“Cheerful” Thoughts

Fred Reed ends a recent column with this:

America is no longer “one nation under God” (who is, I suppose, an undocumented alien). It is an unhappy land of warring tribes, of peoples who have nothing in common and do not like each other. Blacks, whites, browns, Syrians, Somalis, Southerners, Yankees, Christians, mostly detesting each other. The battle lines are drawn. The question is what kind of battle it will be.

I agree with Reed’s “warring tribes” characterization. But mutual detestation will not lead to combat. It will lead to an increasing fragmentation of America into mutually loathing identity groups.

And, as Trumpania makes clear, one result will be more government, not less. Whichever coalition of warring groups is in power, government will expand to fulfill the wishes of that coalition. And the ascension to power of different coalitions will simply lead to the further expansion of government, without any shrinkage of the functions added under previous coalitions.

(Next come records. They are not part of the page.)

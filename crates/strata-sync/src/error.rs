//! # Sync Error Types
//!
//! Error types for sync operations.
//!
//! ## Error Hierarchy
//! ```text
//! ┌─────────────────────────────────────────────────────────────────────────┐
//! │                       Sync Error Categories                             │
//! │                                                                         │
//! │  ┌─────────────────┐  ┌─────────────────┐  ┌─────────────────────────┐ │
//! │  │  Configuration  │  │   Transport     │  │     Protocol            │ │
//! │  │                 │  │                 │  │                         │ │
//! │  │  InvalidConfig  │  │  Connection     │  │  InvalidMessage         │ │
//! │  │  MissingDeviceId│  │  Timeout        │  │  SerializationFailed    │ │
//! │  │  InvalidUrl     │  │  HttpStatus     │  │  DeserializationFailed  │ │
//! │  └─────────────────┘  └─────────────────┘  └─────────────────────────┘ │
//! │                                                                         │
//! │  ┌─────────────────┐  ┌─────────────────┐  ┌─────────────────────────┐ │
//! │  │    Database     │  │   Table-level   │  │      Internal           │ │
//! │  │                 │  │                 │  │                         │ │
//! │  │  DatabaseError  │  │ TableSyncFailed │  │  ChannelError           │ │
//! │  │  Registry       │  │ UnknownTable    │  │  ShuttingDown           │ │
//! │  └─────────────────┘  └─────────────────┘  └─────────────────────────┘ │
//! └─────────────────────────────────────────────────────────────────────────┘
//! ```
//!
//! ## How Each Category Is Handled
//! - Transport: cycle abandoned, journal untouched, retried with backoff
//! - Table-level: logged, reported per table, other tables unaffected
//! - Version token decode problems never surface; they become the sentinel
//! - Conflicts are protocol outcomes, not errors

use thiserror::Error;

/// Result type alias for sync operations.
pub type SyncResult<T> = Result<T, SyncError>;

/// Sync error type covering all possible sync failures.
#[derive(Debug, Error)]
pub enum SyncError {
    // =========================================================================
    // Configuration Errors
    // =========================================================================
    /// Invalid sync configuration.
    #[error("Invalid sync configuration: {0}")]
    InvalidConfig(String),

    /// Missing device ID (required for sync).
    #[error("Device ID not configured. Run initial setup first.")]
    MissingDeviceId,

    /// Invalid server URL.
    #[error("Invalid server URL: {0}")]
    InvalidUrl(String),

    /// Failed to load config file.
    #[error("Failed to load config: {0}")]
    ConfigLoadFailed(String),

    /// Failed to save config file.
    #[error("Failed to save config: {0}")]
    ConfigSaveFailed(String),

    /// Table registry could not be built.
    #[error("Invalid table registry: {0}")]
    Registry(String),

    // =========================================================================
    // Transport Errors
    // =========================================================================
    /// Could not reach the server.
    #[error("Connection failed: {0}")]
    ConnectionFailed(String),

    /// Request timeout.
    #[error("Request timeout after {0} seconds")]
    Timeout(u64),

    /// Server answered with a non-success status.
    #[error("Server returned HTTP {status}: {body}")]
    HttpStatus { status: u16, body: String },

    /// Request could not be sent or its body not read.
    #[error("Request failed: {0}")]
    RequestFailed(String),

    // =========================================================================
    // Protocol Errors
    // =========================================================================
    /// Invalid message received.
    #[error("Invalid message: {0}")]
    InvalidMessage(String),

    /// Failed to serialize message.
    #[error("Serialization failed: {0}")]
    SerializationFailed(String),

    /// Failed to deserialize message.
    #[error("Deserialization failed: {0}")]
    DeserializationFailed(String),

    // =========================================================================
    // Database Errors
    // =========================================================================
    /// Local store operation failed.
    #[error("Database error: {0}")]
    DatabaseError(String),

    // =========================================================================
    // Table-level Errors
    // =========================================================================
    /// One table failed to sync; siblings are unaffected.
    #[error("Sync of table {table} failed: {reason}")]
    TableSyncFailed { table: String, reason: String },

    /// Table is not in the registry.
    #[error("Unknown table: {0}")]
    UnknownTable(String),

    // =========================================================================
    // Internal Errors
    // =========================================================================
    /// Internal sync agent error.
    #[error("Internal error: {0}")]
    Internal(String),

    /// Agent is shutting down.
    #[error("Sync agent is shutting down")]
    ShuttingDown,

    /// Channel send/receive failed.
    #[error("Channel error: {0}")]
    ChannelError(String),
}

// =============================================================================
// Error Conversions
// =============================================================================

impl From<strata_db::DbError> for SyncError {
    fn from(err: strata_db::DbError) -> Self {
        SyncError::DatabaseError(err.to_string())
    }
}

impl From<strata_core::CoreError> for SyncError {
    fn from(err: strata_core::CoreError) -> Self {
        match err {
            strata_core::CoreError::UnknownTable(name) => SyncError::UnknownTable(name),
            other => SyncError::Registry(other.to_string()),
        }
    }
}

impl From<serde_json::Error> for SyncError {
    fn from(err: serde_json::Error) -> Self {
        SyncError::SerializationFailed(err.to_string())
    }
}

impl From<url::ParseError> for SyncError {
    fn from(err: url::ParseError) -> Self {
        SyncError::InvalidUrl(err.to_string())
    }
}

/// Convert reqwest errors to SyncError.
///
/// ## Error Mapping
/// ```text
/// timeout         → SyncError::Timeout (seconds unknown here, see transport)
/// connect         → SyncError::ConnectionFailed
/// status          → SyncError::HttpStatus
/// decode          → SyncError::DeserializationFailed
/// other           → SyncError::RequestFailed
/// ```
impl From<reqwest::Error> for SyncError {
    fn from(err: reqwest::Error) -> Self {
        if err.is_timeout() {
            SyncError::Timeout(0)
        } else if err.is_connect() {
            SyncError::ConnectionFailed(err.to_string())
        } else if let Some(status) = err.status() {
            SyncError::HttpStatus {
                status: status.as_u16(),
                body: err.to_string(),
            }
        } else if err.is_decode() {
            SyncError::DeserializationFailed(err.to_string())
        } else {
            SyncError::RequestFailed(err.to_string())
        }
    }
}

impl From<std::io::Error> for SyncError {
    fn from(err: std::io::Error) -> Self {
        SyncError::ConfigLoadFailed(err.to_string())
    }
}

impl From<toml::de::Error> for SyncError {
    fn from(err: toml::de::Error) -> Self {
        SyncError::ConfigLoadFailed(err.to_string())
    }
}

impl From<toml::ser::Error> for SyncError {
    fn from(err: toml::ser::Error) -> Self {
        SyncError::ConfigSaveFailed(err.to_string())
    }
}

// =============================================================================
// Error Categorization (for retry logic)
// =============================================================================

impl SyncError {
    /// Returns true if this error is transient and the operation can be retried.
    ///
    /// ## Retryable Errors
    /// - Connection failures (network issues)
    /// - Timeouts
    /// - Server-side 5xx, 408 and 429 responses
    ///
    /// ## Non-Retryable Errors
    /// - Configuration errors
    /// - Client-side 4xx (bad token, bad request)
    /// - Protocol errors
    pub fn is_retryable(&self) -> bool {
        match self {
            SyncError::ConnectionFailed(_) | SyncError::Timeout(_) | SyncError::RequestFailed(_) => true,
            SyncError::HttpStatus { status, .. } => *status >= 500 || *status == 408 || *status == 429,
            _ => false,
        }
    }

    /// Returns true if this error indicates a configuration problem.
    pub fn is_config_error(&self) -> bool {
        matches!(
            self,
            SyncError::InvalidConfig(_)
                | SyncError::MissingDeviceId
                | SyncError::InvalidUrl(_)
                | SyncError::ConfigLoadFailed(_)
                | SyncError::ConfigSaveFailed(_)
                | SyncError::Registry(_)
        )
    }

    /// Returns true if the error came from the transport, i.e. the server
    /// was not reached or did not answer successfully.
    pub fn is_transport_error(&self) -> bool {
        matches!(
            self,
            SyncError::ConnectionFailed(_)
                | SyncError::Timeout(_)
                | SyncError::HttpStatus { .. }
                | SyncError::RequestFailed(_)
        )
    }

    /// Returns true if this error indicates a protocol mismatch.
    pub fn is_protocol_error(&self) -> bool {
        matches!(
            self,
            SyncError::InvalidMessage(_)
                | SyncError::SerializationFailed(_)
                | SyncError::DeserializationFailed(_)
        )
    }
}

#[cfg(test)]
mod tests {
    use super::*;

    #[test]
    fn test_retryable_errors() {
        assert!(SyncError::ConnectionFailed("network error".into()).is_retryable());
        assert!(SyncError::Timeout(30).is_retryable());
        assert!(SyncError::HttpStatus { status: 503, body: String::new() }.is_retryable());
        assert!(SyncError::HttpStatus { status: 429, body: String::new() }.is_retryable());

        assert!(!SyncError::HttpStatus { status: 401, body: String::new() }.is_retryable());
        assert!(!SyncError::InvalidConfig("bad config".into()).is_retryable());
        assert!(!SyncError::MissingDeviceId.is_retryable());
        assert!(!SyncError::DeserializationFailed("x".into()).is_retryable());
    }

    #[test]
    fn test_error_display() {
        let err = SyncError::TableSyncFailed {
            table: "Lookup_HoleStatus".into(),
            reason: "bad payload".into(),
        };
        assert!(err.to_string().contains("Lookup_HoleStatus"));
        assert!(err.to_string().contains("bad payload"));
    }

    #[test]
    fn test_core_error_mapping() {
        let err: SyncError = strata_core::CoreError::UnknownTable("X".into()).into();
        assert!(matches!(err, SyncError::UnknownTable(name) if name == "X"));
        assert!(SyncError::Registry("dup".into()).is_config_error());
    }
}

As I have written elsewhere, the aggrandizement of government in the United States can be characterized by three metaphors: the slippery slope, the ratchet effect, and the death-spiral (of liberty). The Tea Party movement is effectively dead; the true lovers of liberty are a minuscule fraction of the electorate; the thought police are at the door; and with diminished defenses and expanded welfare programs, America is a hair’s-breadth from an economically stagnant, morally bankrupt European-style “social democracy.”

The next administration — or the next one, at most — will finish the job of fundamentally transforming America. Barack Obama certainly did his part, but the transformation has been a long time in the making. And it seems irreversible.

5 thoughts on ““Cheerful” Thoughts

  1. George Will once said something like this: If you want to see multiculturalism at work, go to the Balkans. No need to go there, now. The Left has succeeded in “Balkanizing” the good old USA. Soon, it will take a “Marshall Tito” to keep the lid on.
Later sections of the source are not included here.